__Your objective__: Your response should contain each line of the data that includes "lock".

__The input__:
══════════
//! Error types for the WebTrack client.
//!
//! This module provides a unified error type with explicit variants for
//! transport, authentication, protocol, credential storage and input
//! validation errors.

use std::fmt;
use thiserror::Error;

/// The unified error type for WebTrack client operations.
///
/// Callers usually only need to distinguish three outcomes: the request never
/// got a response ([`Error::Transport`]), the session is gone
/// ([`Error::Auth`]), or the server answered with an error status
/// ([`Error::Protocol`]).
#[derive(Debug, Error)]
pub enum Error {
    /// Network transport errors (DNS, TLS, connection, timeout).
    #[error("transport error: {0}")]
    Transport(#[from] TransportError),

    /// Authentication errors (no session, expired credential, failed refresh).
    #[error("authentication error: {0}")]
    Auth(#[from] AuthError),

    /// Non-success HTTP responses.
    #[error("protocol error: {0}")]
    Protocol(#[from] ProtocolError),

    /// Credential store failures.
    #[error("credential store error: {0}")]
    Store(#[from] StoreError),

    /// Input validation errors (bad base URL, unusable header value).
    #[error("invalid input: {0}")]
    InvalidInput(#[from] InvalidInputError),
}

impl Error {
    /// Returns the HTTP status carried by this error, if the server answered.
    pub fn status(&self) -> Option<u16> {
        match self {
            Error::Protocol(e) => Some(e.status),
            Error::Auth(AuthError::AuthorizationExpired(e))
            | Error::Auth(AuthError::InvalidCredentials(e)) => Some(e.status),
            _ => None,
        }
    }

    /// Returns true if this error ended the session (a forced logout happened
    /// or there was never a session to begin with).
    pub fn is_session_lost(&self) -> bool {
        matches!(
            self,
            Error::Auth(AuthError::NoSession)
                | Error::Auth(AuthError::AuthorizationExpired(_))
                | Error::Auth(AuthError::RefreshFailed { .. })
        )
    }
}

/// Transport-level errors. No HTTP response was received.
#[derive(Debug, Error)]
pub enum TransportError {
    /// Network connection failed.
    #[error("connection failed: {message}")]
    Connection { message: String },

    /// Request timed out.
    #[error("request timed out: {message}")]
    Timeout { message: String },

    /// Response body could not be read or decoded.
    #[error("could not decode response body: {message}")]
    Decode { message: String },

    /// Generic HTTP client error.
    #[error("HTTP error: {message}")]
    Http { message: String },
}

/// Authentication-related errors.
#[derive(Debug, Error)]
pub enum AuthError {
    /// A refresh was attempted but no refresh token is stored.
    #[error("no active session")]
    NoSession,

    /// The server rejected the access token and the request could not be
    /// recovered with a refreshed one.
    #[error("authorization expired ({0})")]
    AuthorizationExpired(ProtocolError),

    /// The token refresh endpoint rejected the refresh token or was unreachable.
    #[error("token refresh failed: {source}")]
    RefreshFailed {
        #[source]
        source: Box<Error>,
    },

    /// The login endpoint rejected the username/password.
    #[error("invalid credentials ({0})")]
    InvalidCredentials(ProtocolError),
}

impl AuthError {
    /// Wrap an error raised while refreshing.
    pub fn refresh_failed(source: Error) -> Self {
        AuthError::RefreshFailed {
            source: Box::new(source),
        }
    }
}

/// A non-success HTTP response.
///
/// The backend answers errors with a body like
/// `{"detail": "...", "code": "token_not_valid"}`; both fields are optional.
#[derive(Debug, Clone, PartialEq, Eq)]
pub struct ProtocolError {
    /// HTTP status code.
    pub status: u16,
    /// Machine-readable error code (if present).
    pub code: Option<String>,
    /// Human-readable detail from the server.
    pub detail: Option<String>,
}

impl fmt::Display for ProtocolError {
    fn fmt(&self, f: &mut fmt::Formatter<'_>) -> fmt::Result {
        write!(f, "HTTP {}", self.status)?;
        if let Some(ref code) = self.code {
            write!(f, " [{}]", code)?;
        }
        if let Some(ref detail) = self.detail {
            write!(f, ": {}", detail)?;
        }
        Ok(())
    }
}

impl std::error::Error for ProtocolError {}

impl ProtocolError {
    /// Create a new protocol error.
    pub fn new(status: u16, code: Option<String>, detail: Option<String>) -> Self {
        Self {
            status,
            code,
            detail,
        }
    }
}

/// Credential store errors.
#[derive(Debug, Error)]
pub enum StoreError {
    /// Reading or writing the backing storage failed.
    #[error("I/O error on {path}: {message}")]
    Io { path: String, message: String },

    /// The backing storage holds data that cannot be parsed.
    #[error("corrupt credential store {path}: {message}")]
    Corrupt { path: String, message: String },

    /// An in-process lock was poisoned by a panicking writer.
    #[error("credential store lock poisoned")]
    Poisoned,
}

/// Input validation errors.
#[derive(Debug, Error)]
pub enum InvalidInputError {
    /// Invalid API base URL.
    #[error("invalid API URL '{value}': {reason}")]
    ApiUrl { value: String, reason: String },

    /// A value cannot be used as an HTTP header.
    #[error("invalid header value for {name}")]
    Header { name: String },

    /// Generic invalid input.
    #[error("invalid input: {message}")]
    Other { message: String },
}

#[cfg(test)]
mod tests {
    use super::*;

    #[test]
    fn protocol_error_display_includes_code_and_detail() {
        let err = ProtocolError::new(
            401,
            Some("token_not_valid".to_string()),
            Some("Token is expired".to_string()),
        );
        assert_eq!(err.to_string(), "HTTP 401 [token_not_valid]: Token is expired");
    }

    #[test]
    fn protocol_error_display_status_only() {
        let err = ProtocolError::new(503, None, None);
        assert_eq!(err.to_string(), "HTTP 503");
    }

    #[test]
    fn status_is_exposed_for_server_answers() {
        let expired: Error =
            AuthError::AuthorizationExpired(ProtocolError::new(401, None, None)).into();
        assert_eq!(expired.status(), Some(401));
        assert!(expired.is_session_lost());

        let transport: Error = TransportError::Connection {
            message: "refused".to_string(),
        }
        .into();
        assert_eq!(transport.status(), None);
        assert!(!transport.is_session_lost());
    }

    #[test]
    fn refresh_failed_keeps_source() {
        let inner: Error = ProtocolError::new(401, None, None).into();
        let err = AuthError::refresh_failed(inner);
        let source = std::error::Error::source(&err).expect("source");
        assert!(source.to_string().contains("HTTP 401"));
    }
}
══════════
__Solution to this task__:
    /// An in-process lock was poisoned by a panicking writer.
    #[error("credential store lock poisoned")]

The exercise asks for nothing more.